Pourquoi y a-t-il de si longues files d’attente chez nous ? Et pourquoi Mahdi n’a-t-il proposé que mercredi la création de “villages d’urgence”, de grands abris collectifs ? Son cabinet n’était pas encore en mesure d’énumérer un nombre précis de places. Cependant, un nouveau centre au Heysel verra le jour d’ici lundi et pourra enregistrer 5 000 Ukrainiens par jour.
Une partie de la réponse réside dans la structure institutionnelle de notre pays. En principe, la Confédération n’est compétente pour les soins aigus que pendant les premiers jours. Après cela, la Flandre, Bruxelles et la Wallonie seront responsables. Ce n’est que dans des circonstances exceptionnelles, comme après les inondations en Wallonie, que le gouvernement fédéral assume l’entière responsabilité de la gestion de la crise. Mais il doit y avoir un consensus sur cette phase fédérale.

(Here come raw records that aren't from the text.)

use std::io;
use std::path::{Path, PathBuf};

use thiserror::Error;

use crate::paths;

#[derive(Debug, Error)]
pub enum DiscoveryError {
    #[error("no listener published at {}", path.display())]
    NotFound { path: PathBuf },

    #[error("discovery file {}: {source}", path.display())]
    Io {
        path: PathBuf,
        #[source]
        source: io::Error,
    },
}

/// Well-known file a listener publishes its bound TCP port to.
///
/// Last writer wins: only one listener per role is expected to run locally,
/// so a second instance simply overwrites the first one's port.
#[derive(Debug, Clone, PartialEq, Eq)]
pub struct DiscoveryFile {
    path: PathBuf,
}

impl DiscoveryFile {
    pub fn new(path: impl Into<PathBuf>) -> Self {
        Self { path: path.into() }
    }

    /// `<config-dir>/<role>_port`.
    pub fn for_role(role: &str) -> Self {
        Self::new(paths::port_file_path(role))
    }

    pub fn path(&self) -> &Path {
        &self.path
    }

    /// Write `port` as plain text, replacing any previous content.
    pub fn publish(&self, port: u16) -> Result<(), DiscoveryError> {
        if let Some(parent) = self.path.parent() {
            std::fs::create_dir_all(parent).map_err(|source| self.io_error(source))?;
        }
        // Write-then-rename so a concurrent reader never sees a torn value.
        let tmp = self.path.with_extension("tmp");
        std::fs::write(&tmp, port.to_string()).map_err(|source| self.io_error(source))?;
        std::fs::rename(&tmp, &self.path).map_err(|source| self.io_error(source))?;
        tracing::debug!(path = %self.path.display(), port, "published listener port");
        Ok(())
    }

    /// Remove the file. A missing file is not an error.
    pub fn unpublish(&self) -> Result<(), DiscoveryError> {
        match std::fs::remove_file(&self.path) {
            Ok(()) => Ok(()),
            Err(e) if e.kind() == io::ErrorKind::NotFound => Ok(()),
            Err(source) => Err(self.io_error(source)),
        }
    }

    /// Read the published port. Missing, unreadable, or non-numeric content
    /// all report `NotFound`.
    pub fn discover(&self) -> Result<u16, DiscoveryError> {
        let contents = match std::fs::read_to_string(&self.path) {
            Ok(contents) => contents,
            Err(e) => {
                tracing::debug!(path = %self.path.display(), err = %e, "discovery file unreadable");
                return Err(self.not_found());
            }
        };
        match contents.trim().parse::<u16>() {
            Ok(port) if port != 0 => Ok(port),
            _ => {
                tracing::warn!(
                    path = %self.path.display(),
                    contents = %contents.trim(),
                    "discovery file holds no valid port"
                );
                Err(self.not_found())
            }
        }
    }

    fn not_found(&self) -> DiscoveryError {
        DiscoveryError::NotFound {
            path: self.path.clone(),
        }
    }

    fn io_error(&self, source: io::Error) -> DiscoveryError {
        DiscoveryError::Io {
            path: self.path.clone(),
            source,
        }
    }
}

#[cfg(test)]
mod tests {
    use super::*;

    #[test]
    fn publish_then_discover() {
        let dir = tempfile::tempdir().unwrap();
        let file = DiscoveryFile::new(dir.path().join("nested/tray_port"));
        file.publish(43123).unwrap();
        assert_eq!(file.discover().unwrap(), 43123);
        assert_eq!(
            std::fs::read_to_string(file.path()).unwrap(),
            "43123".to_string()
        );
    }

    #[test]
    fn last_writer_wins() {
        let dir = tempfile::tempdir().unwrap();
        let file = DiscoveryFile::new(dir.path().join("tray_port"));
        file.publish(1000).unwrap();
        file.publish(2000).unwrap();
        assert_eq!(file.discover().unwrap(), 2000);
    }

    #[test]
    fn missing_file_is_not_found() {
        let dir = tempfile::tempdir().unwrap();
        let file = DiscoveryFile::new(dir.path().join("absent"));
        assert!(matches!(
            file.discover(),
            Err(DiscoveryError::NotFound { .. })
        ));
    }

    #[test]
    fn non_numeric_content_is_not_found() {
        let dir = tempfile::tempdir().unwrap();
        let file = DiscoveryFile::new(dir.path().join("tray_port"));
        std::fs::write(file.path(), "not-a-port").unwrap();
        assert!(matches!(
            file.discover(),
            Err(DiscoveryError::NotFound { .. })
        ));

        std::fs::write(file.path(), "0").unwrap();
        assert!(file.discover().is_err());

        std::fs::write(file.path(), "70000").unwrap();
        assert!(file.discover().is_err());
    }

    #[test]
    fn discover_trims_whitespace() {
        let dir = tempfile::tempdir().unwrap();
        let file = DiscoveryFile::new(dir.path().join("tray_port"));
        std::fs::write(file.path(), " 8123\n").unwrap();
        assert_eq!(file.discover().unwrap(), 8123);
    }

    #[test]
    fn unpublish_is_idempotent() {
        let dir = tempfile::tempdir().unwrap();
        let file = DiscoveryFile::new(dir.path().join("tray_port"));
        file.publish(9000).unwrap();
        file.unpublish().unwrap();
        assert!(!file.path().exists());
        file.unpublish().unwrap();
    }

    #[test]
    fn role_file_name() {
        let file = DiscoveryFile::for_role("tray");
        assert!(file.path().ends_with("tray_port"));
    }
}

Ce n’est pas là maintenant. Ces derniers jours, Mahdi a été accusé d’avoir éludé sa responsabilité par le président de la N-VA, Bart De Wever. Mahdi a alors proposé d’impliquer la phase fédérale, mais les nationalistes flamands n’aiment pas cela. Bart Somers, vice-Premier ministre d’Open Vld, a également noté que “chacun doit agir dans les limites de ses pouvoirs”. Comprenez : les libéraux sont contre.
La prise de conscience que la coopération est essentielle semble maintenant décliner. Selon le Premier ministre flamand Jan Jambon (N-VA), ce sera “la plus grande catastrophe humanitaire depuis la Seconde Guerre mondiale”. Dans un discours au parlement mercredi, il a appelé à transcender les frontières de la majorité et de l’opposition. “Il y a encore des moments très difficiles à venir”, a-t-il déclaré. “Tous les gouvernements devront faire un effort.” Jeudi, des consultations suivront entre le gouvernement fédéral et les États fédérés dans le but de relever ensemble ce défi.